**TASK:** Return, word for word, only the lines of the data below that lie between the line with "online print shop" and the line with "the transport boundary", those two lines included.
#### AVAILABLE DATA
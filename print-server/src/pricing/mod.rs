//! Pricing Engine
//!
//! Pure, deterministic mapping from a print configuration (plus an optional
//! catalog product) to a total in ariary. No I/O: callers resolve the
//! product reference first.
//!
//! All arithmetic runs in `rust_decimal::Decimal`; the result is rounded
//! half-up to whole ariary only when it leaves the calculator.

pub mod calculator;
pub mod money;
pub mod rates;

pub use calculator::{PricingDegraded, price_or_fallback, quote, surface_price};
pub use rates::{DELIVERY_FEE, FALLBACK_AMOUNT};
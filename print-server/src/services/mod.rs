//! Service layer
//!
//! Business operations over the store layer plus the collaborator seams
//! (mail delivery, payment gateway). Every operation takes an explicit
//! [`shared::models::Actor`].

pub mod catalog;
pub mod mailer;
pub mod notifications;
pub mod orders;
pub mod payment;
pub mod worker;

pub use catalog::CatalogService;
pub use mailer::{LogMailer, Mailer};
pub use notifications::NotificationService;
pub use orders::{CreateOrderInput, OrderListFilter, OrderService, StatusChange};
pub use payment::{PaymentGateway, PaymentInit, SandboxGateway};
pub use worker::NotifyWorker;
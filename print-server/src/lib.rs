//! Print-shop order management backend
//!
//! # Module structure
//!
//! ```text
//! print-server/src/
//! ├── config/    # Environment configuration
//! ├── db/        # SQLite pool, migrations, store layer
//! ├── pricing/   # Pure price calculator and rate tables
//! ├── services/  # Orders, catalog, notifications, worker, seams
//! ├── state/     # Shared application state
//! └── utils/     # Logging, validation helpers
//! ```
//!
//! The HTTP transport, identity issuance and file-byte storage are external
//! collaborators; this crate exposes the service layer they sit on. Every
//! operation takes an explicit actor (user id + role) and returns a
//! structured result the boundary can map.

pub mod config;
pub mod db;
pub mod error;
pub mod pricing;
pub mod services;
pub mod state;
pub mod utils;

// Re-export public types
pub use config::Config;
pub use db::DbService;
pub use error::{BoxError, ServiceError, ServiceResult};
pub use state::AppState;

// Re-export logger functions
pub use utils::logger::{init_logger, init_logger_with_file};
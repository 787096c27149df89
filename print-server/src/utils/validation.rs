//! Input validation helpers
//!
//! Single validation path for configurations and files: everything is
//! checked here, unconditionally, before any row is written. Nothing relies
//! on optional model-level hooks.

use shared::error::{AppError, AppResult};
use shared::models::{FileInput, FormatClass, PrintConfigurationInput, SmallFormat};

// ── Text length limits ──────────────────────────────────────────────

/// Entity names: product names, file names, etc.
pub const MAX_NAME_LEN: usize = 200;

/// Notification messages and free-text options
pub const MAX_MESSAGE_LEN: usize = 500;

/// Mobile-money phone contact
pub const MAX_PHONE_LEN: usize = 15;

// ── Configuration bounds ────────────────────────────────────────────

/// Large-format physical bounds in cm (inclusive)
pub const MAX_WIDTH_CM: f64 = 160.0;
pub const MAX_HEIGHT_CM: f64 = 100.0;

const VALID_RESOLUTIONS: [i64; 2] = [150, 300];
const VALID_EXTENSIONS: [&str; 3] = [".pdf", ".jpg", ".jpeg"];
const VALID_COLOR_PROFILES: [&str; 2] = ["CMJN", "CMYK"];

// ── Validation helpers ──────────────────────────────────────────────

/// Validate that a required string is non-empty and within the length limit.
pub fn validate_required_text(value: &str, field: &str, max_len: usize) -> AppResult<()> {
    if value.trim().is_empty() {
        return Err(AppError::validation(format!("{field} must not be empty")));
    }
    if value.len() > max_len {
        return Err(AppError::validation(format!(
            "{field} is too long ({} chars, max {max_len})",
            value.len()
        )));
    }
    Ok(())
}

/// Validate that an optional string, if present, is within the length limit.
pub fn validate_optional_text(value: &Option<String>, field: &str, max_len: usize) -> AppResult<()> {
    if let Some(v) = value
        && v.len() > max_len
    {
        return Err(AppError::validation(format!(
            "{field} is too long ({} chars, max {max_len})",
            v.len()
        )));
    }
    Ok(())
}

/// Validate a mobile-money phone contact
pub fn validate_phone(value: &str) -> AppResult<()> {
    validate_required_text(value, "phone", MAX_PHONE_LEN)?;
    if !value.chars().all(|c| c.is_ascii_digit() || c == '+') {
        return Err(AppError::validation("phone may only contain digits and +"));
    }
    Ok(())
}

/// Minimum order quantity per small format
pub fn min_quantity(format: SmallFormat) -> i64 {
    match format {
        SmallFormat::A5 => 30,
        SmallFormat::A4 => 20,
        SmallFormat::A3 => 10,
        SmallFormat::Custom => 50,
    }
}

/// Validate a print configuration against every construction invariant.
///
/// Books are exempt from the per-size minimum quantities: they are priced
/// per page and a single bound copy is a legitimate order.
pub fn validate_configuration(cfg: &PrintConfigurationInput) -> AppResult<()> {
    if cfg.quantity < 1 {
        return Err(AppError::validation("quantity must be at least 1"));
    }

    match cfg.format_class {
        Some(FormatClass::Grand) => {
            let (Some(width), Some(height)) = (cfg.width_cm, cfg.height_cm) else {
                return Err(AppError::validation(
                    "large format requires both width and height",
                ));
            };
            if width <= 0.0 || height <= 0.0 {
                return Err(AppError::validation("dimensions must be positive"));
            }
            if width > MAX_WIDTH_CM || height > MAX_HEIGHT_CM {
                return Err(AppError::validation(format!(
                    "large format is limited to {MAX_WIDTH_CM}x{MAX_HEIGHT_CM} cm"
                )));
            }
        }
        Some(FormatClass::Petit) | None => {
            if let Some(format) = cfg.small_format
                && !cfg.is_book
            {
                let min = min_quantity(format);
                if cfg.quantity < min {
                    return Err(AppError::validation(format!(
                        "minimum quantity for {format:?} is {min}"
                    )));
                }
            }
        }
    }

    if cfg.is_book {
        match cfg.book_pages {
            Some(pages) if pages > 0 => {}
            _ => {
                return Err(AppError::validation(
                    "a book order requires a positive page count",
                ));
            }
        }
    } else if cfg.product_id.is_none() {
        return Err(AppError::validation(
            "a non-book order requires a product reference",
        ));
    }

    validate_optional_text(&cfg.options, "options", MAX_MESSAGE_LEN)?;

    Ok(())
}

/// Validate an uploaded file's declared metadata.
pub fn validate_file(file: &FileInput) -> AppResult<()> {
    validate_required_text(&file.file_name, "file name", MAX_NAME_LEN)?;
    validate_required_text(&file.handle, "file handle", MAX_NAME_LEN)?;

    let lower = file.file_name.to_lowercase();
    if !VALID_EXTENSIONS.iter().any(|ext| lower.ends_with(ext)) {
        return Err(AppError::validation(
            "file must be .pdf, .jpg or .jpeg",
        ));
    }

    if !VALID_RESOLUTIONS.contains(&file.resolution_dpi) {
        return Err(AppError::validation(
            "resolution must be 150dpi or 300dpi",
        ));
    }

    if !VALID_COLOR_PROFILES.contains(&file.color_profile.to_uppercase().as_str()) {
        return Err(AppError::validation(
            "color profile must be CMJN or CMYK",
        ));
    }

    if file.size_kb <= 0.0 {
        return Err(AppError::validation("file size must be positive"));
    }

    Ok(())
}
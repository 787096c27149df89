//! Notification Worker — processes the durable notify_jobs queue
//!
//! Deferred sends (the post-creation order confirmation) are rows in
//! `notify_jobs`, so they survive process restarts. The worker scans for
//! due rows on an interval, writes the in-app notification, sends the
//! best-effort email and deletes the row. Failures retry with exponential
//! backoff until the attempt budget runs out; exhausted rows stay parked
//! with `last_error` for inspection.

use std::sync::Arc;
use std::time::Duration;

use serde::{Deserialize, Serialize};
use shared::util::now_millis;
use sqlx::SqlitePool;

use crate::db::store::job::{self, NotifyJob};
use crate::db::store::{notification, order, user};
use crate::error::BoxError;
use crate::services::mailer::{self, Mailer};

/// Worker configuration
pub const MAX_ATTEMPTS: i64 = 3;
const RETRY_BASE_DELAY_SECS: i64 = 5;
const RETRY_MAX_DELAY_SECS: i64 = 60;
const QUEUE_SCAN_INTERVAL_SECS: u64 = 30;

const KIND_ORDER_CONFIRMATION: &str = "order_confirmation";

/// Payload of an order-confirmation job
#[derive(Debug, Clone, Serialize, Deserialize)]
pub struct ConfirmationJob {
    pub order_id: i64,
    pub user_id: i64,
}

/// Queue an order confirmation for delivery at `due_at`.
pub async fn enqueue_confirmation(
    pool: &SqlitePool,
    order_id: i64,
    user_id: i64,
    due_at: i64,
) -> Result<i64, BoxError> {
    let payload = serde_json::to_string(&ConfirmationJob { order_id, user_id })?;
    let id = job::insert(pool, KIND_ORDER_CONFIRMATION, &payload, due_at).await?;
    tracing::debug!(job_id = id, order_id, due_at, "Confirmation job enqueued");
    Ok(id)
}

/// Worker for the notify_jobs queue
pub struct NotifyWorker {
    pool: SqlitePool,
    mailer: Arc<dyn Mailer>,
}

impl NotifyWorker {
    pub fn new(pool: SqlitePool, mailer: Arc<dyn Mailer>) -> Self {
        Self { pool, mailer }
    }

    /// Run the worker loop. Processes anything left over from a previous
    /// run immediately, then scans on an interval.
    pub async fn run(self) {
        tracing::info!(
            scan_interval_secs = QUEUE_SCAN_INTERVAL_SECS,
            "NotifyWorker started"
        );
        let mut scan_interval =
            tokio::time::interval(Duration::from_secs(QUEUE_SCAN_INTERVAL_SECS));
        loop {
            scan_interval.tick().await;
            self.run_due_jobs().await;
        }
    }

    /// Single queue pass: execute every due job. Returns the number of
    /// jobs that completed.
    pub async fn run_due_jobs(&self) -> usize {
        let due = match job::fetch_due(&self.pool, now_millis(), MAX_ATTEMPTS).await {
            Ok(jobs) => jobs,
            Err(e) => {
                tracing::error!(error = %e, "Failed to fetch due notification jobs");
                return 0;
            }
        };

        let mut completed = 0;
        for entry in due {
            match self.execute(&entry).await {
                Ok(()) => {
                    if let Err(e) = job::delete(&self.pool, entry.id).await {
                        tracing::error!(job_id = entry.id, error = %e, "Failed to delete completed job");
                    } else {
                        completed += 1;
                    }
                }
                Err(e) => {
                    let next_due = now_millis() + backoff_delay_secs(entry.attempts) * 1000;
                    tracing::warn!(
                        job_id = entry.id,
                        attempts = entry.attempts + 1,
                        error = %e,
                        "Notification job failed, scheduling retry"
                    );
                    if let Err(e2) =
                        job::mark_failed(&self.pool, entry.id, &e.to_string(), next_due).await
                    {
                        tracing::error!(job_id = entry.id, error = %e2, "Failed to mark job failed");
                    }
                }
            }
        }
        completed
    }

    async fn execute(&self, entry: &NotifyJob) -> Result<(), BoxError> {
        match entry.kind.as_str() {
            KIND_ORDER_CONFIRMATION => {
                let payload: ConfirmationJob = serde_json::from_str(&entry.payload)?;
                self.send_confirmation(&payload).await
            }
            other => Err(format!("unknown job kind: {other}").into()),
        }
    }

    async fn send_confirmation(&self, payload: &ConfirmationJob) -> Result<(), BoxError> {
        // Order may be gone by the time the job fires; nothing to announce
        let Some(_) = order::get(&self.pool, payload.order_id)
            .await
            .map_err(|e| -> BoxError { e.into() })?
        else {
            tracing::info!(
                order_id = payload.order_id,
                "Order removed before confirmation fired, dropping job"
            );
            return Ok(());
        };

        let (subject, body) = mailer::order_confirmation(payload.order_id);
        notification::insert(&self.pool, None, payload.user_id, &subject)
            .await
            .map_err(|e| -> BoxError { e.into() })?;

        // Email is best-effort; the in-app notification already landed
        if let Some(owner) = user::get(&self.pool, payload.user_id)
            .await
            .map_err(|e| -> BoxError { e.into() })?
        {
            if let Err(e) = self.mailer.send_email(&owner.email, &subject, &body).await {
                tracing::warn!(
                    order_id = payload.order_id,
                    error = %e,
                    "Confirmation email failed; in-app notification delivered"
                );
            }
        }
        Ok(())
    }
}

/// Exponential backoff: delay = base * 2^attempts, capped at the max
fn backoff_delay_secs(attempts: i64) -> i64 {
    let exp = attempts.clamp(0, 16) as u32;
    (RETRY_BASE_DELAY_SECS * 2i64.pow(exp)).min(RETRY_MAX_DELAY_SECS)
}
#[tokio::test]
async fn test_order_creation_is_all_or_nothing() {
    let env = setup().await;
    let (_, user) = create_user(&env.state, "rakoto", Role::User).await;
    let (_, admin) = create_user(&env.state, "admin", Role::Admin).await;
    let product = env
        .state
        .catalog()
        .create_product(&admin, flyer_product())
        .await
        .unwrap();

    // Same pool, but the gateway dies after configuration and order are
    // already written inside the transaction
    let failing = AppState::with_collaborators(
        env.state.pool.clone(),
        env.mailer.clone(),
        Arc::new(FailingGateway),
        0,
    );

    let mut input = order_input(small_config(product.id.unwrap(), SmallFormat::A4, 20));
    input.files.push(pdf_file());
    let result = failing.orders().create_order(&user, input).await;
    assert!(result.is_err());

    assert_eq!(table_count(&env.state.pool, "print_configurations").await, 0);
    assert_eq!(table_count(&env.state.pool, "orders").await, 0);
    assert_eq!(table_count(&env.state.pool, "order_files").await, 0);
    assert_eq!(table_count(&env.state.pool, "payments").await, 0);
}

#[tokio::test]
async fn test_invalid_file_rejected_before_any_write() {
    let (env, user, _, product_id) = setup_with_product().await;

    let mut bad_file = pdf_file();
    bad_file.file_name = "scan.png".to_string();
    let mut input = order_input(small_config(product_id, SmallFormat::A4, 20));
    input.files.push(bad_file);

    let result = env.state.orders().create_order(&user, input).await;
    assert_eq!(result.unwrap_err().code(), ErrorCode::Validation);
    assert_eq!(table_count(&env.state.pool, "orders").await, 0);
    assert_eq!(table_count(&env.state.pool, "print_configurations").await, 0);
}

#[tokio::test]
async fn test_confirmation_job_fires_after_creation() {
    let (env, user, _, product_id) = setup_with_product().await;

    env.state
        .orders()
        .create_order(&user, order_input(small_config(product_id, SmallFormat::A4, 20)))
        .await
        .unwrap();

    assert_eq!(table_count(&env.state.pool, "notify_jobs").await, 1);

    // Delay 0: the job is due immediately
    let completed = env.state.notify_worker().run_due_jobs().await;
    assert_eq!(completed, 1);
    assert_eq!(table_count(&env.state.pool, "notify_jobs").await, 0);

    // One in-app notification and one email for the owner
    assert_eq!(
        env.state.notifications().unread_count(&user).await.unwrap(),
        1
    );
    assert_eq!(env.mailer.sent_count(), 1);
}
//! print-server — order management backend for an online print shop
//!
//! Long-running process that:
//! - Opens the SQLite store and applies migrations
//! - Runs the durable notification worker (deferred confirmations)
//! - Exposes the service layer to the transport boundary

use print_server::{AppState, Config};

type BoxError = Box<dyn std::error::Error + Send + Sync>;

#[tokio::main]
async fn main() -> Result<(), BoxError> {
    // Load .env file
    let _ = dotenvy::dotenv();

    let config = Config::from_env();
    print_server::init_logger_with_file(None, config.log_dir.as_deref());

    tracing::info!("Starting print-server (env: {})", config.environment);

    let state = AppState::new(&config).await?;

    // Durable notification worker — picks up anything left from a
    // previous run, then scans on an interval
    let worker = state.notify_worker();
    let worker_handle = tokio::spawn(worker.run());

    tokio::signal::ctrl_c().await?;
    tracing::info!("Shutdown signal received, stopping");
    worker_handle.abort();

    Ok(())
}
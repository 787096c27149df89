//! Payment Model
//!
//! One record per order, created in `PENDING` when the order is created.
//! Only the payment-gateway collaborator moves it afterwards.

use serde::{Deserialize, Serialize};

/// Payment status
#[derive(Debug, Clone, Copy, PartialEq, Eq, Serialize, Deserialize)]
#[serde(rename_all = "SCREAMING_SNAKE_CASE")]
#[cfg_attr(feature = "db", derive(sqlx::Type))]
#[cfg_attr(feature = "db", sqlx(rename_all = "SCREAMING_SNAKE_CASE"))]
pub enum PaymentStatus {
    Pending,
    Success,
    Failed,
}

/// Payment entity
#[derive(Debug, Clone, Serialize, Deserialize)]
#[cfg_attr(feature = "db", derive(sqlx::FromRow))]
pub struct Payment {
    pub id: Option<i64>,
    pub order_id: i64,
    /// Mobile-money phone contact
    pub phone: String,
    /// Must equal the order total
    pub amount: i64,
    /// External transaction reference
    pub transaction_ref: Option<String>,
    pub status: PaymentStatus,
    pub created_at: i64,
}
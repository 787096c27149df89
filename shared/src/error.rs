//! Unified error type
//!
//! Core operations return structured errors (code + message); the transport
//! boundary maps codes to its own representation. Codes follow the
//! E-prefixed convention:
//!
//! | Code  | Meaning                 |
//! |-------|-------------------------|
//! | E0002 | Validation failed       |
//! | E0003 | Resource not found      |
//! | E0004 | Resource already exists |
//! | E0005 | Business rule violation |
//! | E2001 | Permission denied       |
//! | E9001 | Internal error          |
//! | E9002 | Database error          |

use serde::{Deserialize, Serialize};

/// Error classification, stable across the API surface.
#[derive(Debug, Clone, Copy, PartialEq, Eq, Serialize, Deserialize)]
pub enum ErrorCode {
    Validation,
    NotFound,
    Conflict,
    BusinessRule,
    Forbidden,
    Internal,
    Database,
}

impl ErrorCode {
    /// Get the error code string
    pub fn code(&self) -> &'static str {
        match self {
            Self::Validation => "E0002",
            Self::NotFound => "E0003",
            Self::Conflict => "E0004",
            Self::BusinessRule => "E0005",
            Self::Forbidden => "E2001",
            Self::Internal => "E9001",
            Self::Database => "E9002",
        }
    }

    /// Get the default message for this code
    pub fn default_message(&self) -> &'static str {
        match self {
            Self::Validation => "Validation failed",
            Self::NotFound => "Resource not found",
            Self::Conflict => "Resource already exists",
            Self::BusinessRule => "Business rule violation",
            Self::Forbidden => "Permission denied",
            Self::Internal => "Internal server error",
            Self::Database => "Database error",
        }
    }
}

impl std::fmt::Display for ErrorCode {
    fn fmt(&self, f: &mut std::fmt::Formatter<'_>) -> std::fmt::Result {
        write!(f, "{}", self.code())
    }
}

/// Application error: classification plus a human-readable reason.
#[derive(Debug, Clone, thiserror::Error, Serialize, Deserialize)]
#[error("[{code}] {message}")]
pub struct AppError {
    pub code: ErrorCode,
    pub message: String,
}

impl AppError {
    pub fn new(code: ErrorCode) -> Self {
        Self {
            code,
            message: code.default_message().to_string(),
        }
    }

    pub fn with_message(code: ErrorCode, message: impl Into<String>) -> Self {
        Self {
            code,
            message: message.into(),
        }
    }

    pub fn validation(message: impl Into<String>) -> Self {
        Self::with_message(ErrorCode::Validation, message)
    }

    pub fn not_found(message: impl Into<String>) -> Self {
        Self::with_message(ErrorCode::NotFound, message)
    }

    pub fn conflict(message: impl Into<String>) -> Self {
        Self::with_message(ErrorCode::Conflict, message)
    }

    pub fn business_rule(message: impl Into<String>) -> Self {
        Self::with_message(ErrorCode::BusinessRule, message)
    }

    pub fn forbidden(message: impl Into<String>) -> Self {
        Self::with_message(ErrorCode::Forbidden, message)
    }

    pub fn internal(message: impl Into<String>) -> Self {
        Self::with_message(ErrorCode::Internal, message)
    }

    pub fn database(message: impl Into<String>) -> Self {
        Self::with_message(ErrorCode::Database, message)
    }
}

/// Result type for operations returning [`AppError`]
pub type AppResult<T> = Result<T, AppError>;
########
**SOLUTION TO THIS TASK:**
//! print-server — order management backend for an online print shop
//!
//! Long-running process that:
//! - Opens the SQLite store and applies migrations
//! - Runs the durable notification worker (deferred confirmations)
//! - Exposes the service layer to the transport boundary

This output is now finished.